Yolen, Jane. 2009. Pumpkin Baby. Illustrated by Susan Mitchell. Key Porter Kids.

It had to grow on me a little, but by the third time through I had begun to see some charm in Jane Yolen's Pumpkin Baby. Here's how it starts,

When I was three years old,
old enough to know better,
Mama took a ripe pumpkin
from Auntie May's patch of land.
When Auntie May jokes that the mother is "gonna get a baby that way from all those seeds. A pumpkin baby." Our child narrator begins to imagine what a pumpkin baby would look like, be like. We read,

I thought about a pumpkin baby.
Would it be orange on the outside?
Would it be too heavy to pick up,
too round to run and play with me?
Would I,
could I,
ever love a pumpkin child?


Anyway, our story goes on with more instances and imaginings.

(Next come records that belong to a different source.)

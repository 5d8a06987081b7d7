//! Segment-by-segment exchange with the bank
//!
//! ```text
//! upload:   init ─► transfer(1) ─► … ─► transfer(N) ─► finalize
//! download: init (segment 1) ─► transfer(2) ─► … ─► transfer(N) ─► finalize ─► receipt
//! ```
//!
//! Request documents come from the caller's [`RequestFactory`]; responses are
//! parsed here. The first non-OK code stops the exchange. Local storage is
//! cleaned up whichever way the exchange ends. There is no retry at this
//! layer.

use ebics_core::return_code::EBICS_TX_RECOVERY_SYNC;
use ebics_core::{EbicsError, EbicsResult, OrderType, Transport};
use ebics_crypto::{DigestValue, KeyPair};
use ebics_protocol::{parse_download_init, parse_download_transfer, parse_envelope, SegmentInfo};
use std::io::Read;
use std::path::Path;

use crate::manager::{DownloadOutcome, FileTransferManager};
use crate::transaction::FileTransaction;

/// Builds the request documents of one exchange.
///
/// Implementations own the XML layout, the subscriber identity and the bank
/// keys (the upload init carries the session key wrapped for the bank).
pub trait RequestFactory {
    fn upload_init(&self, tx: &FileTransaction) -> EbicsResult<Vec<u8>>;

    /// Transfer request carrying upload segment `number`
    fn upload_segment(
        &self,
        tx: &FileTransaction,
        number: u32,
        last: bool,
        segment: &[u8],
    ) -> EbicsResult<Vec<u8>>;

    fn download_init(&self, order_type: &OrderType) -> EbicsResult<Vec<u8>>;

    /// Transfer request asking for download segment `number`
    fn download_segment(&self, remote_transaction_id: &str, number: u32) -> EbicsResult<Vec<u8>>;

    /// Receipt closing a download; `acknowledged` is false after a local failure.
    fn receipt(&self, remote_transaction_id: &str, acknowledged: bool) -> EbicsResult<Vec<u8>>;
}

#[derive(Debug, Clone, PartialEq, Eq)]
pub struct UploadSummary {
    pub remote_transaction_id: String,
    pub num_segments: u32,
    pub digest: DigestValue,
}

#[derive(Debug, Clone, PartialEq, Eq)]
pub struct DownloadSummary {
    pub remote_transaction_id: String,
    pub num_segments: u32,
    pub outcome: DownloadOutcome,
}

/// Upload `payload` as one order of `order_type`.
pub fn upload<T, F, R>(
    manager: &FileTransferManager,
    transport: &T,
    factory: &F,
    order_type: OrderType,
    payload: R,
) -> EbicsResult<UploadSummary>
where
    T: Transport + ?Sized,
    F: RequestFactory + ?Sized,
    R: Read,
{
    let mut tx = manager.begin_upload(order_type, payload)?;
    let result = send_upload(manager, transport, factory, &mut tx);
    manager.finalize_upload(&mut tx);
    result
}

fn send_upload<T, F>(
    manager: &FileTransferManager,
    transport: &T,
    factory: &F,
    tx: &mut FileTransaction,
) -> EbicsResult<UploadSummary>
where
    T: Transport + ?Sized,
    F: RequestFactory + ?Sized,
{
    let response = transport.send(&factory.upload_init(tx)?)?;
    let envelope = parse_envelope(&response)?;
    envelope.report()?;
    let remote = envelope.require_transaction_id()?.to_string();
    tx.set_remote_transaction_id(remote.clone());

    let num_segments = tx.num_segments();
    for number in 1..=num_segments {
        let segment = manager.read_segment(tx, number)?;
        let request = factory.upload_segment(tx, number, number == num_segments, &segment)?;
        parse_envelope(&transport.send(&request)?)?.report()?;
        tracing::debug!(remote = %remote, segment = number, of = num_segments, "segment sent");
    }

    tracing::info!(remote = %remote, segments = num_segments, "upload complete");
    Ok(UploadSummary {
        remote_transaction_id: remote,
        num_segments,
        digest: tx.digest().copied().unwrap_or_default(),
    })
}

/// Download one order of `order_type` into `destination`.
///
/// `own_encryption` is the subscriber's E002 key pair, needed to unwrap the
/// session key the bank sends with segment 1.
pub fn download<T, F>(
    manager: &FileTransferManager,
    transport: &T,
    factory: &F,
    own_encryption: &KeyPair,
    order_type: OrderType,
    destination: &Path,
) -> EbicsResult<DownloadSummary>
where
    T: Transport + ?Sized,
    F: RequestFactory + ?Sized,
{
    let response = transport.send(&factory.download_init(&order_type)?)?;
    let (_, init) = parse_download_init(&response)?;
    let session_key = init.session_key(own_encryption)?;
    let mut tx = manager.begin_download(order_type, init.num_segments, session_key, init.transaction_id.clone())?;

    let result = receive_download(
        manager,
        transport,
        factory,
        &mut tx,
        (init.segment, &init.order_data),
        destination,
    );
    if result.is_err() {
        manager.discard(&mut tx);
    }

    let acknowledged = matches!(result, Ok(DownloadOutcome::Delivered { .. }));
    let receipt = send_receipt(transport, factory, &init.transaction_id, acknowledged);
    let outcome = result?;
    receipt?;

    Ok(DownloadSummary {
        remote_transaction_id: init.transaction_id,
        num_segments: init.num_segments,
        outcome,
    })
}

fn receive_download<T, F>(
    manager: &FileTransferManager,
    transport: &T,
    factory: &F,
    tx: &mut FileTransaction,
    first: (SegmentInfo, &[u8]),
    destination: &Path,
) -> EbicsResult<DownloadOutcome>
where
    T: Transport + ?Sized,
    F: RequestFactory + ?Sized,
{
    let remote = tx.remote_transaction_id().unwrap_or_default().to_string();
    check_received(first.0, 1, tx.num_segments())?;
    manager.write_segment(tx, 1, first.1)?;

    for number in 2..=tx.num_segments() {
        let response = transport.send(&factory.download_segment(&remote, number)?)?;
        let (_, segment) = parse_download_transfer(&response)?;
        check_received(segment.segment, number, tx.num_segments())?;
        manager.write_segment(tx, number, &segment.order_data)?;
        tracing::debug!(remote = %remote, segment = number, of = tx.num_segments(), "segment received");
    }

    manager.finalize_download(tx, destination)
}

/// The bank must answer with exactly the segment asked for, and may flag only
/// the final one as last.
fn check_received(segment: SegmentInfo, expected: u32, num_segments: u32) -> EbicsResult<()> {
    if segment.number != expected {
        return Err(EbicsError::protocol(
            EBICS_TX_RECOVERY_SYNC,
            format!("expected segment {expected}, bank sent {}", segment.number),
        ));
    }
    if segment.last && expected != num_segments {
        return Err(EbicsError::malformed(format!(
            "segment {expected} flagged last of {num_segments}"
        )));
    }
    Ok(())
}

fn send_receipt<T, F>(transport: &T, factory: &F, remote: &str, acknowledged: bool) -> EbicsResult<()>
where
    T: Transport + ?Sized,
    F: RequestFactory + ?Sized,
{
    let sent = factory
        .receipt(remote, acknowledged)
        .and_then(|request| transport.send(&request))
        .and_then(|response| parse_envelope(&response));
    match sent {
        Ok(envelope) if acknowledged => envelope.report_receipt(),
        Ok(_) => Ok(()),
        Err(e) if !acknowledged => {
            tracing::warn!(remote, "negative receipt not delivered: {e}");
            Ok(())
        }
        Err(e) => Err(e),
    }
}

#[cfg(test)]
mod tests {
    use super::*;

    fn info(number: u32, last: bool) -> SegmentInfo {
        SegmentInfo { number, last }
    }

    #[test]
    fn test_expected_segment_accepted() {
        check_received(info(1, false), 1, 3).unwrap();
        check_received(info(3, true), 3, 3).unwrap();
        check_received(info(1, true), 1, 1).unwrap();
    }

    #[test]
    fn test_wrong_segment_number_is_recovery_sync() {
        let err = check_received(info(2, false), 1, 3).unwrap_err();
        assert_eq!(err.return_code(), Some(EBICS_TX_RECOVERY_SYNC));
    }

    #[test]
    fn test_early_last_flag_is_malformed() {
        let err = check_received(info(1, true), 1, 3).unwrap_err();
        assert!(matches!(err, EbicsError::MalformedResponse(_)), "got {err}");
    }
}
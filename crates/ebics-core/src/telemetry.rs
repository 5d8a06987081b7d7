//! tracing bootstrap for embedding applications

use tracing_subscriber::{fmt, layer::SubscriberExt, util::SubscriberInitExt, EnvFilter};

use crate::config::LoggingConfig;

/// Install the global subscriber described by `cfg`.
///
/// `RUST_LOG` overrides the configured level. Returns an error if a global
/// subscriber is already installed.
pub fn init_tracing(cfg: &LoggingConfig) -> anyhow::Result<()> {
    let filter = EnvFilter::try_from_default_env()
        .or_else(|_| EnvFilter::try_new(&cfg.level))
        .map_err(|e| anyhow::anyhow!("invalid log level '{}': {e}", cfg.level))?;

    match cfg.format.as_str() {
        "json" => tracing_subscriber::registry()
            .with(filter)
            .with(fmt::layer().json())
            .try_init()?,
        _ => tracing_subscriber::registry()
            .with(filter)
            .with(fmt::layer())
            .try_init()?,
    }
    Ok(())
}
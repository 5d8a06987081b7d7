//! The order-data transformation, in its fixed order
//!
//! ```text
//! upload:   read ─► SHA-256 (streamed) ─► deflate ─► AES-128-CBC ─► ciphertext
//! download: ciphertext ─► AES-128-CBC⁻¹ ─► inflate ─► [SHA-256 check] ─► plaintext
//! ```
//!
//! The ciphertext is fully materialised: segment sizes depend on its total length.
//! Any stage failure aborts the whole operation and no intermediate bytes escape.

use ebics_core::{EbicsError, EbicsResult};
use std::io::Read;

use crate::compress::{compress_reader, decompress};
use crate::digest::{digest, digest_to_hex, DigestReader, DigestValue};
use crate::session::SessionKey;
use crate::symmetric::{symmetric_decrypt, symmetric_encrypt};

/// Result of running an upload payload through the pipeline
#[derive(Debug)]
pub struct EncodedPayload {
    /// SHA-256 of the original plaintext
    pub digest: DigestValue,
    /// Plaintext length in bytes
    pub plaintext_len: u64,
    /// Compressed and encrypted order data, ready for segmentation
    pub ciphertext: Vec<u8>,
}

/// Digest, compress and encrypt everything `source` yields.
pub fn encode_upload<R: Read>(source: R, key: &SessionKey) -> EbicsResult<EncodedPayload> {
    let mut reader = DigestReader::new(source);
    let compressed = compress_reader(&mut reader)?;
    let (digest, plaintext_len) = reader.finish();
    let ciphertext = symmetric_encrypt(&compressed, key);

    tracing::debug!(
        plaintext = plaintext_len,
        compressed = compressed.len(),
        encrypted = ciphertext.len(),
        "order data encoded"
    );

    Ok(EncodedPayload {
        digest,
        plaintext_len,
        ciphertext,
    })
}

/// Decrypt and inflate the joined order data of a download.
///
/// With `expected_digest`, the recovered plaintext must hash to it.
pub fn decode_download(
    ciphertext: &[u8],
    key: &SessionKey,
    expected_digest: Option<&DigestValue>,
) -> EbicsResult<Vec<u8>> {
    let compressed = symmetric_decrypt(ciphertext, key)?;
    let plaintext = decompress(&compressed)?;

    if let Some(expected) = expected_digest {
        let actual = digest(&plaintext);
        if &actual != expected {
            return Err(EbicsError::crypto(format!(
                "order data digest mismatch: expected {}, got {}",
                digest_to_hex(expected),
                digest_to_hex(&actual)
            )));
        }
    }

    tracing::debug!(
        encrypted = ciphertext.len(),
        plaintext = plaintext.len(),
        "order data decoded"
    );
    Ok(plaintext)
}

#[cfg(test)]
mod tests {
    use super::*;
    use crate::compress::compress;
    use crate::session::generate_session_key;
    use proptest::prelude::*;

    #[test]
    fn test_full_roundtrip() {
        let key = generate_session_key();
        let payload = b"<Document><CstmrCdtTrfInitn/></Document>".repeat(500);

        let encoded = encode_upload(payload.as_slice(), &key).unwrap();
        assert_eq!(encoded.plaintext_len, payload.len() as u64);
        assert_eq!(encoded.digest, digest(&payload));

        let decoded = decode_download(&encoded.ciphertext, &key, Some(&encoded.digest)).unwrap();
        assert_eq!(decoded, payload);
    }

    #[test]
    fn test_order_is_compress_then_encrypt() {
        let key = SessionKey::from_bytes([3u8; 16]);
        let payload = vec![b'A'; 100_000];
        let encoded = encode_upload(payload.as_slice(), &key).unwrap();

        // decrypting alone must yield a zlib stream, not plaintext
        let inner = symmetric_decrypt(&encoded.ciphertext, &key).unwrap();
        assert_eq!(inner, compress(&payload).unwrap());
        assert!(encoded.ciphertext.len() < payload.len());
    }

    #[test]
    fn test_digest_mismatch_is_rejected() {
        let key = generate_session_key();
        let encoded = encode_upload(&b"payload"[..], &key).unwrap();
        let wrong = digest(b"another payload");
        let err = decode_download(&encoded.ciphertext, &key, Some(&wrong)).unwrap_err();
        assert!(err.to_string().contains("digest mismatch"));
    }

    #[test]
    fn test_wrong_key_never_yields_plaintext() {
        let payload = b"secret statement data".repeat(20);
        let encoded = encode_upload(payload.as_slice(), &generate_session_key()).unwrap();
        let result = decode_download(&encoded.ciphertext, &generate_session_key(), None);
        assert!(result.is_err());
    }

    #[test]
    fn test_source_read_error_is_io() {
        struct Broken;
        impl Read for Broken {
            fn read(&mut self, _: &mut [u8]) -> std::io::Result<usize> {
                Err(std::io::Error::new(std::io::ErrorKind::BrokenPipe, "source vanished"))
            }
        }
        let err = encode_upload(Broken, &generate_session_key()).unwrap_err();
        assert!(err.is_io());
    }

    proptest! {
        #[test]
        fn decode_inverts_encode(data in proptest::collection::vec(any::<u8>(), 0..=8192)) {
            let key = generate_session_key();
            let encoded = encode_upload(data.as_slice(), &key).unwrap();
            prop_assert_eq!(encoded.digest, digest(&data));
            let decoded = decode_download(&encoded.ciphertext, &key, Some(&encoded.digest)).unwrap();
            prop_assert_eq!(decoded, data);
        }
    }
}
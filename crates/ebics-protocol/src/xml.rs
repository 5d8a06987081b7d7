//! Flat element index over a response document
//!
//! Responses are small and read once, so the parser records every element with
//! its full local-name path instead of building a tree. Lookups match a path
//! suffix, which keeps callers independent of namespace prefixes.

use ebics_core::{EbicsError, EbicsResult};
use quick_xml::events::{BytesStart, Event};
use quick_xml::Reader;

#[derive(Debug, Clone, PartialEq, Eq)]
pub(crate) struct Element {
    /// Local names from the root down to this element
    pub path: Vec<String>,
    pub attributes: Vec<(String, String)>,
    pub text: String,
}

impl Element {
    pub fn attribute(&self, name: &str) -> Option<&str> {
        self.attributes
            .iter()
            .find(|(k, _)| k == name)
            .map(|(_, v)| v.as_str())
    }

    fn ends_with(&self, suffix: &[&str]) -> bool {
        suffix.len() <= self.path.len()
            && self.path[self.path.len() - suffix.len()..]
                .iter()
                .zip(suffix)
                .all(|(a, b)| a == b)
    }
}

#[derive(Debug, Clone)]
pub(crate) struct XmlDocument {
    elements: Vec<Element>,
}

impl XmlDocument {
    pub fn parse(bytes: &[u8]) -> EbicsResult<Self> {
        let mut reader = Reader::from_reader(bytes);
        reader.trim_text(true);

        let mut elements: Vec<Element> = Vec::new();
        let mut open: Vec<usize> = Vec::new();
        let mut path: Vec<String> = Vec::new();
        let mut buf = Vec::new();

        loop {
            match reader.read_event_into(&mut buf) {
                Ok(Event::Start(e)) => {
                    path.push(local_name(&e));
                    elements.push(Element {
                        path: path.clone(),
                        attributes: attributes(&e)?,
                        text: String::new(),
                    });
                    open.push(elements.len() - 1);
                }
                Ok(Event::Empty(e)) => {
                    let mut element_path = path.clone();
                    element_path.push(local_name(&e));
                    elements.push(Element {
                        path: element_path,
                        attributes: attributes(&e)?,
                        text: String::new(),
                    });
                }
                Ok(Event::End(_)) => {
                    open.pop();
                    path.pop();
                }
                Ok(Event::Text(t)) => {
                    let text = t
                        .unescape()
                        .map_err(|e| EbicsError::malformed(format!("bad character data: {e}")))?;
                    if let Some(&idx) = open.last() {
                        elements[idx].text.push_str(&text);
                    }
                }
                Ok(Event::CData(c)) => {
                    if let Some(&idx) = open.last() {
                        elements[idx]
                            .text
                            .push_str(&String::from_utf8_lossy(&c.into_inner()));
                    }
                }
                Ok(Event::Eof) => break,
                Ok(_) => {}
                Err(e) => {
                    return Err(EbicsError::malformed(format!(
                        "XML error at byte {}: {e}",
                        reader.buffer_position()
                    )))
                }
            }
            buf.clear();
        }

        if !open.is_empty() {
            return Err(EbicsError::malformed(format!(
                "document ends inside <{}>",
                path.join("/")
            )));
        }
        if elements.is_empty() {
            return Err(EbicsError::malformed("empty document"));
        }
        Ok(Self { elements })
    }

    pub fn root_name(&self) -> &str {
        self.elements
            .first()
            .and_then(|e| e.path.first())
            .map(String::as_str)
            .unwrap_or_default()
    }

    /// First element whose path ends with `suffix`.
    pub fn find(&self, suffix: &[&str]) -> Option<&Element> {
        self.elements.iter().find(|e| e.ends_with(suffix))
    }

    /// First element ending with `suffix` that sits somewhere below `ancestor`.
    pub fn find_under(&self, ancestor: &str, suffix: &[&str]) -> Option<&Element> {
        self.elements.iter().find(|e| {
            e.ends_with(suffix)
                && e.path[..e.path.len() - suffix.len()]
                    .iter()
                    .any(|p| p == ancestor)
        })
    }

    pub fn text(&self, suffix: &[&str]) -> Option<&str> {
        self.find(suffix).map(|e| e.text.trim())
    }

    pub fn required_text(&self, suffix: &[&str]) -> EbicsResult<&str> {
        match self.text(suffix) {
            Some(t) if !t.is_empty() => Ok(t),
            _ => Err(EbicsError::malformed(format!(
                "missing element {}",
                suffix.join("/")
            ))),
        }
    }
}

fn local_name(e: &BytesStart<'_>) -> String {
    String::from_utf8_lossy(e.local_name().as_ref()).into_owned()
}

fn attributes(e: &BytesStart<'_>) -> EbicsResult<Vec<(String, String)>> {
    e.attributes()
        .map(|attr| {
            let attr = attr.map_err(|e| EbicsError::malformed(format!("bad attribute: {e}")))?;
            let key = String::from_utf8_lossy(attr.key.local_name().as_ref()).into_owned();
            let value = attr
                .unescape_value()
                .map_err(|e| EbicsError::malformed(format!("bad attribute value: {e}")))?
                .into_owned();
            Ok((key, value))
        })
        .collect()
}

/// Decode a base64 element body, tolerating line breaks inside it.
pub(crate) fn decode_base64(text: &str, what: &str) -> EbicsResult<Vec<u8>> {
    use base64::Engine as _;
    let compact: String = text.chars().filter(|c| !c.is_ascii_whitespace()).collect();
    base64::engine::general_purpose::STANDARD
        .decode(compact)
        .map_err(|e| EbicsError::malformed(format!("{what} is not valid base64: {e}")))
}

#[cfg(test)]
mod tests {
    use super::*;

    const DOC: &str = r#"<?xml version="1.0" encoding="UTF-8"?>
<ebicsResponse xmlns="urn:org:ebics:H004" Version="H004">
  <header authenticate="true">
    <static><TransactionID>ABCD</TransactionID></static>
    <mutable>
      <ReturnCode>000000</ReturnCode>
      <ReportText>[EBICS_OK] OK &amp; done</ReportText>
    </mutable>
  </header>
  <body>
    <h:ReturnCode xmlns:h="urn:org:ebics:H004">090005</h:ReturnCode>
    <Empty flag="1"/>
  </body>
</ebicsResponse>"#;

    #[test]
    fn test_suffix_lookup_distinguishes_header_and_body() {
        let doc = XmlDocument::parse(DOC.as_bytes()).unwrap();
        assert_eq!(doc.root_name(), "ebicsResponse");
        assert_eq!(doc.text(&["mutable", "ReturnCode"]), Some("000000"));
        assert_eq!(doc.text(&["body", "ReturnCode"]), Some("090005"));
        assert_eq!(doc.text(&["ReportText"]), Some("[EBICS_OK] OK & done"));
    }

    #[test]
    fn test_attributes_and_empty_elements() {
        let doc = XmlDocument::parse(DOC.as_bytes()).unwrap();
        assert_eq!(doc.find(&["header"]).unwrap().attribute("authenticate"), Some("true"));
        assert_eq!(doc.find(&["body", "Empty"]).unwrap().attribute("flag"), Some("1"));
        assert_eq!(doc.find_under("static", &["TransactionID"]).unwrap().text, "ABCD");
        assert!(doc.find_under("body", &["TransactionID"]).is_none());
    }

    #[test]
    fn test_required_text_reports_missing_path() {
        let doc = XmlDocument::parse(DOC.as_bytes()).unwrap();
        let err = doc.required_text(&["static", "NumSegments"]).unwrap_err();
        assert!(err.to_string().contains("static/NumSegments"));
    }

    #[test]
    fn test_broken_documents_are_malformed() {
        assert!(XmlDocument::parse(b"").is_err());
        assert!(XmlDocument::parse(b"<a><b></a>").is_err());
        assert!(XmlDocument::parse(b"<a><b>").is_err());
    }

    #[test]
    fn test_base64_with_line_breaks() {
        assert_eq!(decode_base64("aGVs\n bG8=\r\n", "x").unwrap(), b"hello");
        assert!(decode_base64("not base64!", "x").is_err());
    }
}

Our narrator imagines not only a pumpkin baby but a cabbage baby and a stork baby as well. When the narrator finally gets a real baby (a little brother), we see that in a way some of the imaginings were correct. (The baby may not be orange and round, but it is too heavy to pick up and too young to play with, etc.)

This is a book about loving siblings. In this case, a big sister and a little brother.